La vidéo n’a pas mis longtemps à faire le tour des services de l’AP-HM, l’assistance publique des hôpitaux de Marseille et des réseaux sociaux. On y voit du personnel, infirmiers et aide-soignants, déballer des blouses qui tombent aussitôt en lambeaux. “Décrépitude totale à tous les niveaux !” ; “Je me demande à quoi peut donc bien servir l’argent des impôts…”; “Non mais on touche le fond… Personne ne contrôle la qualité des livraisons ? La sixième puissance mondiale incapable de fournir des blouses à ses hôpitaux.” Les commentaires qui accompagnent ce film de quelques secondes empruntent tous les tons de la colère, voire de l’inquiétude.
⚡Voici les nouvelles blouses envoyées hier à l'hôpital #Timone (13)

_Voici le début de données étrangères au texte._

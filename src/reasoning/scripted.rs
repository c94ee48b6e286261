//! Deterministic reasoner that replays canned responses.
//!
//! Records every prompt it receives so callers can check what the reasoning
//! step was shown.

use std::collections::VecDeque;
use std::sync::Mutex;

use super::{Reasoner, ReasoningError};

type Responder = Box<dyn Fn(&str, usize) -> Result<String, ReasoningError> + Send + Sync>;

pub struct ScriptedReasoner {
    script: Mutex<VecDeque<Result<String, ReasoningError>>>,
    responder: Option<Responder>,
    prompts: Mutex<Vec<String>>,
}

impl ScriptedReasoner {
    /// Replay `responses` in order; once exhausted every call fails fatally.
    pub fn new(responses: Vec<Result<String, ReasoningError>>) -> Self {
        Self {
            script: Mutex::new(responses.into()),
            responder: None,
            prompts: Mutex::new(Vec::new()),
        }
    }

    /// Replay plain text responses.
    pub fn from_texts<S: Into<String>>(responses: impl IntoIterator<Item = S>) -> Self {
        Self::new(responses.into_iter().map(|s| Ok(s.into())).collect())
    }

    /// Compute each response from the prompt and the 0-based call number.
    pub fn from_fn<F>(responder: F) -> Self
    where
        F: Fn(&str, usize) -> Result<String, ReasoningError> + Send + Sync + 'static,
    {
        Self {
            script: Mutex::new(VecDeque::new()),
            responder: Some(Box::new(responder)),
            prompts: Mutex::new(Vec::new()),
        }
    }

    pub fn calls(&self) -> usize {
        self.prompts.lock().map(|p| p.len()).unwrap_or(0)
    }

    pub fn prompts(&self) -> Vec<String> {
        self.prompts.lock().map(|p| p.clone()).unwrap_or_default()
    }
}

impl std::fmt::Debug for ScriptedReasoner {
    fn fmt(&self, f: &mut std::fmt::Formatter<'_>) -> std::fmt::Result {
        f.debug_struct("ScriptedReasoner")
            .field("calls", &self.calls())
            .finish()
    }
}

impl Reasoner for ScriptedReasoner {
    fn complete(&self, prompt: &str) -> Result<String, ReasoningError> {
        let call_number = {
            let mut prompts = self
                .prompts
                .lock()
                .map_err(|_| ReasoningError::Fatal("prompt log poisoned".to_string()))?;
            prompts.push(prompt.to_string());
            prompts.len() - 1
        };

        if let Some(responder) = &self.responder {
            return responder(prompt, call_number);
        }

        self.script
            .lock()
            .map_err(|_| ReasoningError::Fatal("script poisoned".to_string()))?
            .pop_front()
            .unwrap_or_else(|| Err(ReasoningError::Fatal("script exhausted".to_string())))
    }
}

#[cfg(test)]
mod tests {
    use super::*;

    #[test]
    fn test_replays_in_order_and_records_prompts() {
        let stub = ScriptedReasoner::from_texts(["one", "two"]);
        assert_eq!(stub.complete("a").unwrap(), "one");
        assert_eq!(stub.complete("b").unwrap(), "two");
        assert!(stub.complete("c").is_err());
        assert_eq!(stub.prompts(), vec!["a", "b", "c"]);
    }

    #[test]
    fn test_responder_sees_call_number() {
        let stub = ScriptedReasoner::from_fn(|_, n| Ok(format!("call {n}")));
        assert_eq!(stub.complete("x").unwrap(), "call 0");
        assert_eq!(stub.complete("y").unwrap(), "call 1");
    }
}
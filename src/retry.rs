//! Bounded retry with exponential backoff for the blocking operations:
//! reasoning calls and repository clones.

use serde::{Deserialize, Serialize};
use std::time::Duration;
use tracing::warn;

/// How many times to try an operation and how long to wait between tries.
#[derive(Debug, Clone, Copy, PartialEq, Eq, Serialize, Deserialize)]
#[serde(default)]
pub struct RetryPolicy {
    /// Total attempts including the first one
    pub max_attempts: u32,
    pub base_delay_ms: u64,
    pub max_delay_ms: u64,
}

impl Default for RetryPolicy {
    fn default() -> Self {
        Self {
            max_attempts: 4,
            base_delay_ms: 1_000,
            max_delay_ms: 30_000,
        }
    }
}

impl RetryPolicy {
    /// A policy that never waits; used by tests and offline stubs.
    pub fn immediate(max_attempts: u32) -> Self {
        Self {
            max_attempts,
            base_delay_ms: 0,
            max_delay_ms: 0,
        }
    }

    /// Whether another attempt is allowed after `attempts_made` failures.
    pub fn should_retry(&self, attempts_made: u32) -> bool {
        attempts_made < self.max_attempts
    }
}

/// Calculates exponential backoff duration for retry attempts.
///
/// Formula: base_ms * 2^(retry_count-1), capped at max_ms
///
/// # Examples
///
/// With base_ms=1000, max_ms=5000:
/// - Retry 1: 1s
/// - Retry 2: 2s
/// - Retry 3: 4s
/// - Retry 4+: 5s (capped)
pub fn calculate_backoff(retry_count: u32, base_ms: u64, max_ms: u64) -> Duration {
    if retry_count == 0 {
        return Duration::from_millis(0);
    }

    let exponent = retry_count - 1;
    let multiplier = 2u64.saturating_pow(exponent);
    let backoff_ms = base_ms.saturating_mul(multiplier).min(max_ms);

    Duration::from_millis(backoff_ms)
}

/// Run `op` until it succeeds, fails with a non-transient error, or the
/// policy runs out of attempts. The last error is returned.
pub fn retry_with_backoff<T, E, F, P>(
    policy: &RetryPolicy,
    what: &str,
    is_transient: P,
    mut op: F,
) -> Result<T, E>
where
    E: std::fmt::Display,
    F: FnMut(u32) -> Result<T, E>,
    P: Fn(&E) -> bool,
{
    let mut attempt = 1;
    loop {
        match op(attempt) {
            Ok(value) => return Ok(value),
            Err(err) if is_transient(&err) && policy.should_retry(attempt) => {
                let delay = calculate_backoff(attempt, policy.base_delay_ms, policy.max_delay_ms);
                warn!(
                    attempt,
                    max_attempts = policy.max_attempts,
                    delay_ms = delay.as_millis() as u64,
                    error = %err,
                    "{what} failed, retrying"
                );
                if !delay.is_zero() {
                    std::thread::sleep(delay);
                }
                attempt += 1;
            }
            Err(err) => return Err(err),
        }
    }
}

#[cfg(test)]
mod tests {
    use super::*;

    #[test]
    fn test_calculate_backoff() {
        assert_eq!(calculate_backoff(0, 1000, 5000), Duration::from_millis(0));
        assert_eq!(calculate_backoff(1, 1000, 5000), Duration::from_millis(1000));
        assert_eq!(calculate_backoff(2, 1000, 5000), Duration::from_millis(2000));
        assert_eq!(calculate_backoff(3, 1000, 5000), Duration::from_millis(4000));
        assert_eq!(calculate_backoff(4, 1000, 5000), Duration::from_millis(5000)); // capped
        assert_eq!(calculate_backoff(40, 1000, 5000), Duration::from_millis(5000));
    }

    #[test]
    fn test_retries_transient_until_success() {
        let policy = RetryPolicy::immediate(3);
        let mut calls = 0;
        let result: Result<&str, String> = retry_with_backoff(
            &policy,
            "op",
            |_| true,
            |attempt| {
                calls += 1;
                if attempt < 3 {
                    Err(format!("flaky {attempt}"))
                } else {
                    Ok("done")
                }
            },
        );
        assert_eq!(result.unwrap(), "done");
        assert_eq!(calls, 3);
    }

    #[test]
    fn test_gives_up_after_max_attempts() {
        let policy = RetryPolicy::immediate(2);
        let mut calls = 0;
        let result: Result<(), String> = retry_with_backoff(
            &policy,
            "op",
            |_| true,
            |_| {
                calls += 1;
                Err("down".to_string())
            },
        );
        assert_eq!(result.unwrap_err(), "down");
        assert_eq!(calls, 2);
    }

    #[test]
    fn test_fatal_errors_are_not_retried() {
        let policy = RetryPolicy::immediate(5);
        let mut calls = 0;
        let result: Result<(), String> = retry_with_backoff(
            &policy,
            "op",
            |e: &String| e.starts_with("transient"),
            |_| {
                calls += 1;
                Err("fatal: bad key".to_string())
            },
        );
        assert!(result.is_err());
        assert_eq!(calls, 1);
    }
}
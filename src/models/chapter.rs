use serde::{Deserialize, Serialize};

/// Explanatory text for one abstraction, numbered in traversal order.
#[derive(Debug, Clone, PartialEq, Eq, Serialize, Deserialize)]
pub struct Chapter {
    pub abstraction_index: usize,
    /// 1-based position in the traversal order
    pub sequence_number: usize,
    pub content: String,
}
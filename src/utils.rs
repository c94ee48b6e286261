use std::path::Path;

/// Truncate a string safely by character count, not byte count.
/// This ensures we don't break UTF-8 encoding by cutting mid-character.
pub fn truncate(s: &str, max_chars: usize) -> String {
    if s.chars().count() <= max_chars {
        s.to_string()
    } else {
        let truncated: String = s.chars().take(max_chars.saturating_sub(3)).collect();
        format!("{truncated}...")
    }
}

/// Normalize a path for store lookups: `/` separators, no leading `./` or `/`.
pub fn normalize_path(path: &str) -> String {
    let unified = path.trim().replace('\\', "/");
    let mut parts: Vec<&str> = Vec::new();
    for part in unified.split('/') {
        match part {
            "" | "." => {}
            other => parts.push(other),
        }
    }
    parts.join("/")
}

/// Relative path of `path` under `root` in store form.
pub fn relative_store_path(path: &Path, root: &Path) -> Option<String> {
    let relative = path.strip_prefix(root).ok()?;
    Some(normalize_path(&relative.to_string_lossy()))
}

/// Last path segment of a location, without a `.git` suffix.
///
/// Used to name the project after its directory or repository.
pub fn project_name(location: &str) -> String {
    let trimmed = location.trim_end_matches('/').trim_end_matches(".git");
    trimmed
        .rsplit(['/', '\\', ':'])
        .find(|s| !s.is_empty() && *s != ".")
        .unwrap_or("codebase")
        .to_string()
}
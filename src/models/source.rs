use serde::{Deserialize, Serialize};

/// One file admitted by a store, addressed by its stable index.
#[derive(Debug, Clone, PartialEq, Eq, Serialize, Deserialize)]
pub struct SourceFile {
    pub index: usize,
    /// `/`-separated path relative to the store root
    pub path: String,
    pub content: String,
}

impl SourceFile {
    pub fn new(index: usize, path: impl Into<String>, content: impl Into<String>) -> Self {
        Self {
            index,
            path: path.into(),
            content: content.into(),
        }
    }

    pub fn size(&self) -> usize {
        self.content.len()
    }
}
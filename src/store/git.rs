//! Git command runner used to fetch remote repositories.

use anyhow::{bail, Context, Result};
use std::path::Path;
use std::process::{Command, Output};

/// Run a git command and return the raw Output. Exit status is left to the caller.
pub fn run_git(args: &[&str], cwd: &Path) -> Result<Output> {
    Command::new("git")
        .args(args)
        .current_dir(cwd)
        .output()
        .with_context(|| format!("Failed to execute: git {}", args.join(" ")))
}

/// Run a git command, check for success, and return stdout as a trimmed String.
pub fn run_git_checked(args: &[&str], cwd: &Path) -> Result<String> {
    let output = run_git(args, cwd)?;
    if !output.status.success() {
        let stderr = String::from_utf8_lossy(&output.stderr);
        let cmd = args.first().unwrap_or(&"");
        bail!("git {cmd} failed: {}", stderr.trim());
    }
    Ok(String::from_utf8_lossy(&output.stdout).trim().to_string())
}

/// Whether any message in the error chain looks like a network hiccup worth
/// retrying.
pub fn is_transient_failure(err: &anyhow::Error) -> bool {
    err.chain()
        .any(|cause| is_transient_message(&cause.to_string()))
}

fn is_transient_message(message: &str) -> bool {
    let lower = message.to_lowercase();
    [
        "could not resolve host",
        "connection timed out",
        "connection reset",
        "early eof",
        "the remote end hung up",
        "rpc failed",
        "temporary failure",
        "http 5",
        "error: 5",
    ]
    .iter()
    .any(|needle| lower.contains(needle))
}
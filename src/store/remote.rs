//! Remote repository store: shallow clone into a temporary directory.

use tempfile::TempDir;
use tracing::info;

use super::git::{is_transient_failure, run_git_checked};
use super::{FileFilter, FileStore, LocalStore, StoreError};
use crate::error::{LoreError, Result};
use crate::models::SourceFile;
use crate::retry::{retry_with_backoff, RetryPolicy};

/// A cloned repository. The checkout is removed when the store is dropped.
#[derive(Debug)]
pub struct RemoteStore {
    inner: LocalStore,
    _checkout: TempDir,
}

impl RemoteStore {
    pub fn clone_repo(
        url: &str,
        filter: &FileFilter,
        depth: u32,
        retry: &RetryPolicy,
    ) -> Result<Self> {
        if which::which("git").is_err() {
            return Err(LoreError::SourceUnavailable(
                "git is not installed or not in PATH".to_string(),
            ));
        }

        let checkout = TempDir::new()?;
        let target = checkout.path().join("repo");
        let target_str = target.to_string_lossy().to_string();
        let depth_str = depth.max(1).to_string();

        info!(url, "cloning repository");
        retry_with_backoff(retry, "git clone", is_transient_failure, |_| {
            // A failed attempt can leave a partial checkout behind
            if target.exists() {
                let _ = std::fs::remove_dir_all(&target);
            }
            run_git_checked(
                &["clone", "--depth", &depth_str, "--quiet", url, &target_str],
                checkout.path(),
            )
        })
        .map_err(|e| LoreError::SourceUnavailable(format!("could not fetch {url}: {e:#}")))?;

        let inner = LocalStore::open_as(&target, url, filter)?;
        Ok(Self {
            inner,
            _checkout: checkout,
        })
    }
}

impl FileStore for RemoteStore {
    fn location(&self) -> &str {
        self.inner.location()
    }

    fn list(&self) -> &[SourceFile] {
        self.inner.list()
    }

    fn read(&self, path: &str) -> std::result::Result<&str, StoreError> {
        self.inner.read(path)
    }
}
pub mod ask;
pub mod build;
pub mod common;
pub mod completions;
pub mod files;
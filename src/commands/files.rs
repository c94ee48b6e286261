//! `lore files`: show what the file store admits, with stable indices.

use anyhow::Result;
use colored::Colorize;
use std::io::{self, Write};
use std::path::Path;

use super::common::{load_config, open_store, SourceSpec};
use crate::store::FileStore;

pub fn execute(source: SourceSpec, config_path: Option<&Path>) -> Result<()> {
    let config = load_config(config_path)?;
    let store = open_store(&source, &config)?;
    list_files(store.as_ref(), &mut io::stdout())?;
    Ok(())
}

pub fn list_files<S: FileStore + ?Sized, W: Write>(store: &S, output: &mut W) -> io::Result<()> {
    let files = store.list();
    let width = files.len().saturating_sub(1).to_string().len();
    for file in files {
        writeln!(
            output,
            "{:>width$}  {:>9}  {}",
            file.index,
            format_size(file.size()),
            file.path
        )?;
    }
    let total: usize = files.iter().map(|f| f.size()).sum();
    writeln!(
        output,
        "\n{} {} files, {} from {}",
        "─".dimmed(),
        files.len(),
        format_size(total),
        store.location()
    )?;
    Ok(())
}

fn format_size(bytes: usize) -> String {
    if bytes < 1024 {
        format!("{bytes} B")
    } else if bytes < 1024 * 1024 {
        format!("{:.1} KiB", bytes as f64 / 1024.0)
    } else {
        format!("{:.1} MiB", bytes as f64 / (1024.0 * 1024.0))
    }
}

#[cfg(test)]
mod tests {
    use super::*;
    use crate::store::MemoryStore;

    #[test]
    fn test_format_size() {
        assert_eq!(format_size(12), "12 B");
        assert_eq!(format_size(2048), "2.0 KiB");
        assert_eq!(format_size(3 * 1024 * 1024), "3.0 MiB");
    }

    #[test]
    fn test_list_example_files() {
        let mut output = Vec::new();
        list_files(&MemoryStore::example(), &mut output).unwrap();
        let text = String::from_utf8(output).unwrap();
        let lines: Vec<&str> = text.lines().collect();
        assert!(lines[0].starts_with("0  "));
        assert!(lines[0].ends_with("data_processor.py"));
        assert!(lines[2].ends_with("visualization.py"));
        assert!(text.contains("3 files"));
    }
}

Non mais on touche le fond… Regardez ces blouses se désintégrer 😡
Personne ne contrôle la qualité des livraisons ? On parle DE BLOUSESVoici la 6e puissance mdiale incapable d'en fournir à ses hôpitaux 😢😕 pic.twitter.com/B7Huin8kHB
— Ma Vérité Politique ⚘ (@MVPolitique) April 5, 2020
D’où viennent ces blouses ? Pourquoi s’effritent-elles ainsi à peine sorties de leur emballage ? Combien d’équipements de protection sont dans cet état à l’AP-HM ? En cette période de crise sanitaire, la rumeur se propage dans les couloirs des hôpitaux de Marseille. La pénurie est sur toutes les bouches et chacun y va de son analyse.
“Il paraît que c’est parce qu’ils ont essayé de laver des blouses jetables”, souffle un travailleur social. “Non mais c’est pas possible, ils les ont trouvé où ces blouses ? C’est le fabriquant qui a payé l’AP-HM pour qu’elle les prenne ?”, s’agace encore un aide-soignant de la Timone. Sollicitée de toutes parts, la direction de l’Assistance publique des hôpitaux de Marseille a, ni une ni deux, organisé une conférence de presse pour éteindre l’étincelle de ce qu’elle considère être un épiphénomène.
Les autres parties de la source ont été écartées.